Stored data: Begin

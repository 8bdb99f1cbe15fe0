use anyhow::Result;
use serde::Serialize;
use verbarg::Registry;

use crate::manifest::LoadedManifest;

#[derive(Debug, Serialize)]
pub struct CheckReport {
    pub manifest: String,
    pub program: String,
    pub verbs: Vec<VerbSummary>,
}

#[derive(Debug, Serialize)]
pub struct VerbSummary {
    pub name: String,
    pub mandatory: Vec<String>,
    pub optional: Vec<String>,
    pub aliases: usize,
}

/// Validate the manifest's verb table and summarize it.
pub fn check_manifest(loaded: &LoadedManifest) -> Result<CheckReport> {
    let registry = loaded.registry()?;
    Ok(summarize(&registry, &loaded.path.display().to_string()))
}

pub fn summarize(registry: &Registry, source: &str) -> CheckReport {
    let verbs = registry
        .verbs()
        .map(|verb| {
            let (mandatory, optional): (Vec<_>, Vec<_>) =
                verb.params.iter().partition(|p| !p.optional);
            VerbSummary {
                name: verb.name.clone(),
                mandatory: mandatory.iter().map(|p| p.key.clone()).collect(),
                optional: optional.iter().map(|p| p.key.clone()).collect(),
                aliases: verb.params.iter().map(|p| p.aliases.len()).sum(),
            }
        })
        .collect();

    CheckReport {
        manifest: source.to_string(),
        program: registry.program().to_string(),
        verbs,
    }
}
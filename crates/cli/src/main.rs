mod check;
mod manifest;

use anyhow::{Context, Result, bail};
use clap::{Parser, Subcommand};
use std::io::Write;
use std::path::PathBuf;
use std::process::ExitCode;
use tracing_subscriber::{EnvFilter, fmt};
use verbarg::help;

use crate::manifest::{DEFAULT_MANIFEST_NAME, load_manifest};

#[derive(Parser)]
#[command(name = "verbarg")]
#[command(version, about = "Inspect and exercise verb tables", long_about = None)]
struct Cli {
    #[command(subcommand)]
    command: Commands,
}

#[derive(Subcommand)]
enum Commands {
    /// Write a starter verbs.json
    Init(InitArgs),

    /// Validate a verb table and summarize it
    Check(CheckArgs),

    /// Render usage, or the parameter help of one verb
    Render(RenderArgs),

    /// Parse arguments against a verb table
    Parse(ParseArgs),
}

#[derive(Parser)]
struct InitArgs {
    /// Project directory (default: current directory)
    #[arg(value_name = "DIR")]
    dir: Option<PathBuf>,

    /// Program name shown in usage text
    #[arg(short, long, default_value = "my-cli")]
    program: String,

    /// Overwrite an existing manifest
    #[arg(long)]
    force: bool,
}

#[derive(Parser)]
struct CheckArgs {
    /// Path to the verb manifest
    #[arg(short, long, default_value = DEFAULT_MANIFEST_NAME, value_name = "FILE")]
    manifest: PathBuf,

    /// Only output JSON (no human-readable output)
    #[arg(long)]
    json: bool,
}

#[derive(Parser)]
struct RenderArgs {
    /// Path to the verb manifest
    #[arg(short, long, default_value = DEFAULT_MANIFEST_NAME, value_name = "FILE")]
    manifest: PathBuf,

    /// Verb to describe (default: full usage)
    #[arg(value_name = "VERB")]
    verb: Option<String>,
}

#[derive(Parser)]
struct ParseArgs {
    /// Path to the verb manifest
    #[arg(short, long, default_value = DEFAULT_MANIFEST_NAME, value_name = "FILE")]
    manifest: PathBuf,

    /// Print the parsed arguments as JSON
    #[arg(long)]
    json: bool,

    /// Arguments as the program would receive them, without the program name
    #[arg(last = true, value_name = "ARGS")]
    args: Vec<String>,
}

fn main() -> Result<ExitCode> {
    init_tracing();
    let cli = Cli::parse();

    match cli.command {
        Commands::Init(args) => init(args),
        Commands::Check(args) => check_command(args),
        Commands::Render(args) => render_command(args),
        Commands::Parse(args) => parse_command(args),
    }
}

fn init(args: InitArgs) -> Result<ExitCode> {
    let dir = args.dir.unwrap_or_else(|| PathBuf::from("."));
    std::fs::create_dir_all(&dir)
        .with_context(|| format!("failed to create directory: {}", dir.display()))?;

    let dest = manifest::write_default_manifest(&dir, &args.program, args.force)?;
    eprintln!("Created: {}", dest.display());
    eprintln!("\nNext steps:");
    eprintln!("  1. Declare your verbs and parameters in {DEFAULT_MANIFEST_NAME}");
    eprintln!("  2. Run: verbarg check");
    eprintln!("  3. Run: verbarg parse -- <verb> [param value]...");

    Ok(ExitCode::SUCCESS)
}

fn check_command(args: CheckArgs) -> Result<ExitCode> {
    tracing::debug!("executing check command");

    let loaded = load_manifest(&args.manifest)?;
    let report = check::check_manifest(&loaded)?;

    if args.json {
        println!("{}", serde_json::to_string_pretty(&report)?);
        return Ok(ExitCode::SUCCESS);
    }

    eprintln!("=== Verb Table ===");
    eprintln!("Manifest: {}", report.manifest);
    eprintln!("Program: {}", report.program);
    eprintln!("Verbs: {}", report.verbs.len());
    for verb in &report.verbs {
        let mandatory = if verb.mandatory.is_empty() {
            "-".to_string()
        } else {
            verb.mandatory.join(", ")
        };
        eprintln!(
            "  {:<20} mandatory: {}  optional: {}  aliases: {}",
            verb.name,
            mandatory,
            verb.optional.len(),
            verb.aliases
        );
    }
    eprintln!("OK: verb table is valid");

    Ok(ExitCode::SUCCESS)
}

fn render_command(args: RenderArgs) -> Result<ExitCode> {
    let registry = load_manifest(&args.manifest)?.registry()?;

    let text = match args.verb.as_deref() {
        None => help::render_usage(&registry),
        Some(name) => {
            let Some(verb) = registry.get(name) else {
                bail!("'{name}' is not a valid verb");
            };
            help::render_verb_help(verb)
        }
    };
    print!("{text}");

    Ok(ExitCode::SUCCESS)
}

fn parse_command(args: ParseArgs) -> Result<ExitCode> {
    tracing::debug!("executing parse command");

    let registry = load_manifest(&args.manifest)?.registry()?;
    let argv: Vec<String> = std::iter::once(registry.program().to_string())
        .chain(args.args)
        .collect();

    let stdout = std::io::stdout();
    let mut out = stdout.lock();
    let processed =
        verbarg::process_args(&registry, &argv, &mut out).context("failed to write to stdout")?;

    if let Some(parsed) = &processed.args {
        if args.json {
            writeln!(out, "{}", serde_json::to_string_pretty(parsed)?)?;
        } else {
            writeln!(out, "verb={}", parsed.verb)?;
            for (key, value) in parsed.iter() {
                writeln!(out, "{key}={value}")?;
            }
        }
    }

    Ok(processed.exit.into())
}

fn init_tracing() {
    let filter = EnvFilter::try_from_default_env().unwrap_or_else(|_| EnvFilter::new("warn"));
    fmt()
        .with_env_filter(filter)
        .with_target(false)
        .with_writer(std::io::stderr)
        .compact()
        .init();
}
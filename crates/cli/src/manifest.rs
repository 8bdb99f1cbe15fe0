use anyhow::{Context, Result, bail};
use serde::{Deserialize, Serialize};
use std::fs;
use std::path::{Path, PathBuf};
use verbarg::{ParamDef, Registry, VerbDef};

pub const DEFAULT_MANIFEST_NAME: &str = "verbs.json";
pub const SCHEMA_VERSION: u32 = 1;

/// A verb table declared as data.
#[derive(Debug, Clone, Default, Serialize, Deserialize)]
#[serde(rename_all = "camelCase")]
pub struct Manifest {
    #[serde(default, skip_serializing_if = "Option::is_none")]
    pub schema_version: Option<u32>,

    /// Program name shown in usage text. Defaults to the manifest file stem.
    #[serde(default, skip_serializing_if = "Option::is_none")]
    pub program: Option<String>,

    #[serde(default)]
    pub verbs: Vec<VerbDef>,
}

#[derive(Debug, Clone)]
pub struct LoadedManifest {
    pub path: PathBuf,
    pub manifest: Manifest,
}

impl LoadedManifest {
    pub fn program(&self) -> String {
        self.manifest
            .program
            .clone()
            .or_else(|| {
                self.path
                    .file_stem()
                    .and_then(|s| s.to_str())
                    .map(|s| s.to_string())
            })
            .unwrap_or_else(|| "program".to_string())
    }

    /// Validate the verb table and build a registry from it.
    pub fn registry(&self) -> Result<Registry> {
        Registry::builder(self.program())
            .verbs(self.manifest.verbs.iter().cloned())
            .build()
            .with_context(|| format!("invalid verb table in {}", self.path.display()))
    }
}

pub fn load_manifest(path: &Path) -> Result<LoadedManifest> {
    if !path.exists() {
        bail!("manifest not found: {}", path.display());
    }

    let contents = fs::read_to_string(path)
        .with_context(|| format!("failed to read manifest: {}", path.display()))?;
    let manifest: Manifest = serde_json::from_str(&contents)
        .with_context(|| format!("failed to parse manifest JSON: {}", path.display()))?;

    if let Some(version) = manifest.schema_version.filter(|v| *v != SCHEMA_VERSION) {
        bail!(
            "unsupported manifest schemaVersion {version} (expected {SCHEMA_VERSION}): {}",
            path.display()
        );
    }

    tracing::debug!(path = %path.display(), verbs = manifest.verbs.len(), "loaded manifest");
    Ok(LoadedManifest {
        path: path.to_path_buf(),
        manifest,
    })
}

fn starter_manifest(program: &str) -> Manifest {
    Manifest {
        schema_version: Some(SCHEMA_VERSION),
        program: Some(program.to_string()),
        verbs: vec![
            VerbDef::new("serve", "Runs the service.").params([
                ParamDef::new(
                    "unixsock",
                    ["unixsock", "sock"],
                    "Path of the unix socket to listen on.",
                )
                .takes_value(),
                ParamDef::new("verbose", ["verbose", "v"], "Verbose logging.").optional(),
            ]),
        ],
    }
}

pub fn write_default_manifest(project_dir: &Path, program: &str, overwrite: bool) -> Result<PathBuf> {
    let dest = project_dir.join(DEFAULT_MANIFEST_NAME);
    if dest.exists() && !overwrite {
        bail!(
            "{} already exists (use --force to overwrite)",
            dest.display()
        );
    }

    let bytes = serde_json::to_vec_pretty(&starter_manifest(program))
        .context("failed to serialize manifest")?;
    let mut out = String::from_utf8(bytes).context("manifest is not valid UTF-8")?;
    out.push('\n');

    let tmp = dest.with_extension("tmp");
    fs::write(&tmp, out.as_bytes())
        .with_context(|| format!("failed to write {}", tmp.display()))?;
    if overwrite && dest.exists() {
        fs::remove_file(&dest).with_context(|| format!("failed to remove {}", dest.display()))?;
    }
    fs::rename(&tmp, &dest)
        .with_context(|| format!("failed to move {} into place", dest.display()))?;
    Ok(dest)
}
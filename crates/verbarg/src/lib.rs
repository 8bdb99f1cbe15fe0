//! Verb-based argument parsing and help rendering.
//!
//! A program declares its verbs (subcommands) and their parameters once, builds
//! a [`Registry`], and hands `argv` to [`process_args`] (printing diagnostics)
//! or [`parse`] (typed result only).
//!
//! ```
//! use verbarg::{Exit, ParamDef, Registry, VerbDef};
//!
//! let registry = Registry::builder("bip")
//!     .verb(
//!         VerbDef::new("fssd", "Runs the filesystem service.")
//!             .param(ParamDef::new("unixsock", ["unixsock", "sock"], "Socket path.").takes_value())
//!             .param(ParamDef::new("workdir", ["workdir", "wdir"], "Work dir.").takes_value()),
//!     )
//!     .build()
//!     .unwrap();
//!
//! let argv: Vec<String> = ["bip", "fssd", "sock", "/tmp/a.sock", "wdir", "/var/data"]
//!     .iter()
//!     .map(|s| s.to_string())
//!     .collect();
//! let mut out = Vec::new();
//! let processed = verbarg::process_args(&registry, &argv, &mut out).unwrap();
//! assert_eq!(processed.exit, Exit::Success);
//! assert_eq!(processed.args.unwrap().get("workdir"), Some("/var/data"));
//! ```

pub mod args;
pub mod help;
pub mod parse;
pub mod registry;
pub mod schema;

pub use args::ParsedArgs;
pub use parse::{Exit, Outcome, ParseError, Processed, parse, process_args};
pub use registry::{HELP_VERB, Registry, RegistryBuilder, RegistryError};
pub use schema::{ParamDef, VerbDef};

Stored data: End

> **Task to complete**: In this exercise, copy only the lines from the opening line of the material through the line where "let registry = loaded.registry()?;" appears.

> **Exercise output**:
repository 8bdb99f1cbe15fe0
use anyhow::Result;
use serde::Serialize;
use verbarg::Registry;

use crate::manifest::LoadedManifest;

#[derive(Debug, Serialize)]
pub struct CheckReport {
    pub manifest: String,
    pub program: String,
    pub verbs: Vec<VerbSummary>,
}

#[derive(Debug, Serialize)]
pub struct VerbSummary {
    pub name: String,
    pub mandatory: Vec<String>,
    pub optional: Vec<String>,
    pub aliases: usize,
}

/// Validate the manifest's verb table and summarize it.
pub fn check_manifest(loaded: &LoadedManifest) -> Result<CheckReport> {
    let registry = loaded.registry()?;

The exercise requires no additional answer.